Given data

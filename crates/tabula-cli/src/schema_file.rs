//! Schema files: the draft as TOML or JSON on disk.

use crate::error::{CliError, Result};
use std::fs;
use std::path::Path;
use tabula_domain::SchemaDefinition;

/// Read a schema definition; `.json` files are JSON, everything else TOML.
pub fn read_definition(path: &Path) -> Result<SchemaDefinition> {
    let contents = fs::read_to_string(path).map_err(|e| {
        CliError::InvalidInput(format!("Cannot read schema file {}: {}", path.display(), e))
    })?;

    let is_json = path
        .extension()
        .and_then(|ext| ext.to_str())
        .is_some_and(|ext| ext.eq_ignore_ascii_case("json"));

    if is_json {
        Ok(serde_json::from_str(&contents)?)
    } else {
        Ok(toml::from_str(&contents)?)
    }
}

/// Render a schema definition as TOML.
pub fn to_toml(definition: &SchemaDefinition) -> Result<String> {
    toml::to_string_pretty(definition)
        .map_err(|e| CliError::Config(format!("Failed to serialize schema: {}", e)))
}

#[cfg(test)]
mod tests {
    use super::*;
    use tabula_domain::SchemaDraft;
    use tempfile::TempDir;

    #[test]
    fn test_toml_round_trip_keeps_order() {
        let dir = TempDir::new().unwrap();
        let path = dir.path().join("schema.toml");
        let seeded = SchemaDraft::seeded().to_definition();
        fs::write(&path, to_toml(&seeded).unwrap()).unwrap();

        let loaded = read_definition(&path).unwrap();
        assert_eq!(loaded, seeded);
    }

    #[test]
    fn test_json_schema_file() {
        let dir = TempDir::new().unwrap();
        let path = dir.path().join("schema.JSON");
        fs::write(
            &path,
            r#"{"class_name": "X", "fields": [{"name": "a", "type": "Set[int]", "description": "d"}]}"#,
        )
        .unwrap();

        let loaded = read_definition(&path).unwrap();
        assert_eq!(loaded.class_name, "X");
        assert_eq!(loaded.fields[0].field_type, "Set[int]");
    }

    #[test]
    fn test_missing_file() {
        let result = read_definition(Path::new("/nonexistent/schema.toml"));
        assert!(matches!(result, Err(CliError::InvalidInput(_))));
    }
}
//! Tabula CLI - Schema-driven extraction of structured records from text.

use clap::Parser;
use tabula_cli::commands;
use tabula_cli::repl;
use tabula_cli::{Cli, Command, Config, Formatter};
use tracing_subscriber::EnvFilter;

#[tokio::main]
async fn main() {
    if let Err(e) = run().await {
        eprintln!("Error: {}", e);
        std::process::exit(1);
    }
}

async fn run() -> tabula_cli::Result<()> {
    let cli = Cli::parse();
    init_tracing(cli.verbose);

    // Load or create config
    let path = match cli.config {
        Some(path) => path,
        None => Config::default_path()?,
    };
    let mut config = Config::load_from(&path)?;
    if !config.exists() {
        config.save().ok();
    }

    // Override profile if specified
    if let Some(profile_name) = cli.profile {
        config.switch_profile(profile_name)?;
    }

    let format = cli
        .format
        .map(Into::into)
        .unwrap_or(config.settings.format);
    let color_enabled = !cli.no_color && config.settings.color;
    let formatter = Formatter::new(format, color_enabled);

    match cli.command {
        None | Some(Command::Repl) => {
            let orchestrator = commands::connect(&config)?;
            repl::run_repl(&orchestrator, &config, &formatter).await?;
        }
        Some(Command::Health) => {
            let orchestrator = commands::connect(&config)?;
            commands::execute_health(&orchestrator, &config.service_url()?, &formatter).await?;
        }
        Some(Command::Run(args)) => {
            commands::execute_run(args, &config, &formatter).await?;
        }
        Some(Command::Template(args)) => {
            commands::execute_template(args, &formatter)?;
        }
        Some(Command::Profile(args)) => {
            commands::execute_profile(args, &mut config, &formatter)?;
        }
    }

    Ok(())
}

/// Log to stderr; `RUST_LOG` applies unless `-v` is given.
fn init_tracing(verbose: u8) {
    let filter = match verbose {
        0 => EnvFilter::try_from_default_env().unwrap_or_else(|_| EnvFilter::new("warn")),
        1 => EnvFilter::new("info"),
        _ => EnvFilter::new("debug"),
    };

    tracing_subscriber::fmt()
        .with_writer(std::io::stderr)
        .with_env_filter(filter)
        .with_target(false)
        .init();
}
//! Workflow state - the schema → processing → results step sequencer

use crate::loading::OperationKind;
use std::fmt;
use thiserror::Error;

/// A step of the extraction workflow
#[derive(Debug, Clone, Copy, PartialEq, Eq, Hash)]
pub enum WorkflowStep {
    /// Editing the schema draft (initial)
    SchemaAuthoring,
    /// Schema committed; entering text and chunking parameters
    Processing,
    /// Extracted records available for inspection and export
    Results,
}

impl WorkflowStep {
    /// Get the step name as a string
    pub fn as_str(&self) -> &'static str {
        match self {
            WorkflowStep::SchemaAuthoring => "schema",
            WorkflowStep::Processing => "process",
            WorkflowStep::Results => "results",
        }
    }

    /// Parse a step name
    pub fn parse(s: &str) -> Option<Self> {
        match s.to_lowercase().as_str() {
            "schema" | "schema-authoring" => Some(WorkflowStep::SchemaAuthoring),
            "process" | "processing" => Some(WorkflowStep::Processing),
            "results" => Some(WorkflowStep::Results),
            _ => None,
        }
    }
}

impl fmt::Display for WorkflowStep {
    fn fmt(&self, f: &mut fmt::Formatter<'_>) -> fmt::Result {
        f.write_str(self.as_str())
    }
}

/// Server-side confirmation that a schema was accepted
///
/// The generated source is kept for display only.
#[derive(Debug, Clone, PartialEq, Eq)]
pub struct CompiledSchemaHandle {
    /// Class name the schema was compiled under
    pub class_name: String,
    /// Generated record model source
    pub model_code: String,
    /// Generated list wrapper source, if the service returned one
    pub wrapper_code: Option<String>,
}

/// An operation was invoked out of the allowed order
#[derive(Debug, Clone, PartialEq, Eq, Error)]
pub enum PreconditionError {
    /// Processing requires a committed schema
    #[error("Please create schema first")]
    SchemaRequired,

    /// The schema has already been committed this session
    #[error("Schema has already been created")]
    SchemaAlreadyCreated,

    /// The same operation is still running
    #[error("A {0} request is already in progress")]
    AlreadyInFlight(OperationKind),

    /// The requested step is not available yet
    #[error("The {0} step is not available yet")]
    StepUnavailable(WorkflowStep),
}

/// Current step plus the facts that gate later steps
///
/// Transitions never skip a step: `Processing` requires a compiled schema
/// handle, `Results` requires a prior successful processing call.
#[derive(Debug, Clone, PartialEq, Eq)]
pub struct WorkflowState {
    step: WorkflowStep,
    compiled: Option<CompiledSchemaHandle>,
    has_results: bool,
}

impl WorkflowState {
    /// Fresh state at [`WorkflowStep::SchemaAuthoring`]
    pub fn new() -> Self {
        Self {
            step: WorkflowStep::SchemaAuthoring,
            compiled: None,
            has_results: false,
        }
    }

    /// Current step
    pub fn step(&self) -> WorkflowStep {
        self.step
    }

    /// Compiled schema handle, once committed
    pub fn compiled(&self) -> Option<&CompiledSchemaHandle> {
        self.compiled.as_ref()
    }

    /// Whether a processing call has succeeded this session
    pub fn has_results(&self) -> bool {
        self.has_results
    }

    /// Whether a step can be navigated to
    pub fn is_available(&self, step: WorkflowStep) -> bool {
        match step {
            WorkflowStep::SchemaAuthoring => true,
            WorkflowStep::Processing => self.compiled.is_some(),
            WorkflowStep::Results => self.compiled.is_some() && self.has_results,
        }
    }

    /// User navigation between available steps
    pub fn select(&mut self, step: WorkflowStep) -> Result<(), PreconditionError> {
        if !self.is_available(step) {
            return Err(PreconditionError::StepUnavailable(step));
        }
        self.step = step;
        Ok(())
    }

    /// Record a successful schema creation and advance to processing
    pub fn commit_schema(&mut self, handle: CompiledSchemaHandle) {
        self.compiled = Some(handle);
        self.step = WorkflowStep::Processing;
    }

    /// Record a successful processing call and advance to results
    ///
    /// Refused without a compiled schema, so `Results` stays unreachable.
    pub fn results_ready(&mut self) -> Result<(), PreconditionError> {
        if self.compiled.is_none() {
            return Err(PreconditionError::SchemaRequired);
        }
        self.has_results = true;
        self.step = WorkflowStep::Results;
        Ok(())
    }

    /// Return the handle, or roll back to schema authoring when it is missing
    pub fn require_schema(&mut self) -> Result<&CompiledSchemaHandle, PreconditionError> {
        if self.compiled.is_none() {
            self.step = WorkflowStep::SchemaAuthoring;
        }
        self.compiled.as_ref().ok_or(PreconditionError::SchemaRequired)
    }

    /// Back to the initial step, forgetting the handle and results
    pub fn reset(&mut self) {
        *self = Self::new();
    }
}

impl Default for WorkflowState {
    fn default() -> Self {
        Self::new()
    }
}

What the task asks
Starting with the first line of the entries and ending with the line that has "everything else TOML.", copy each line exactly and add nothing.

Response
filename crates/tabula-cli/src/schema_file.rs
//! Schema files: the draft as TOML or JSON on disk.

use crate::error::{CliError, Result};
use std::fs;
use std::path::Path;
use tabula_domain::SchemaDefinition;

/// Read a schema definition; `.json` files are JSON, everything else TOML.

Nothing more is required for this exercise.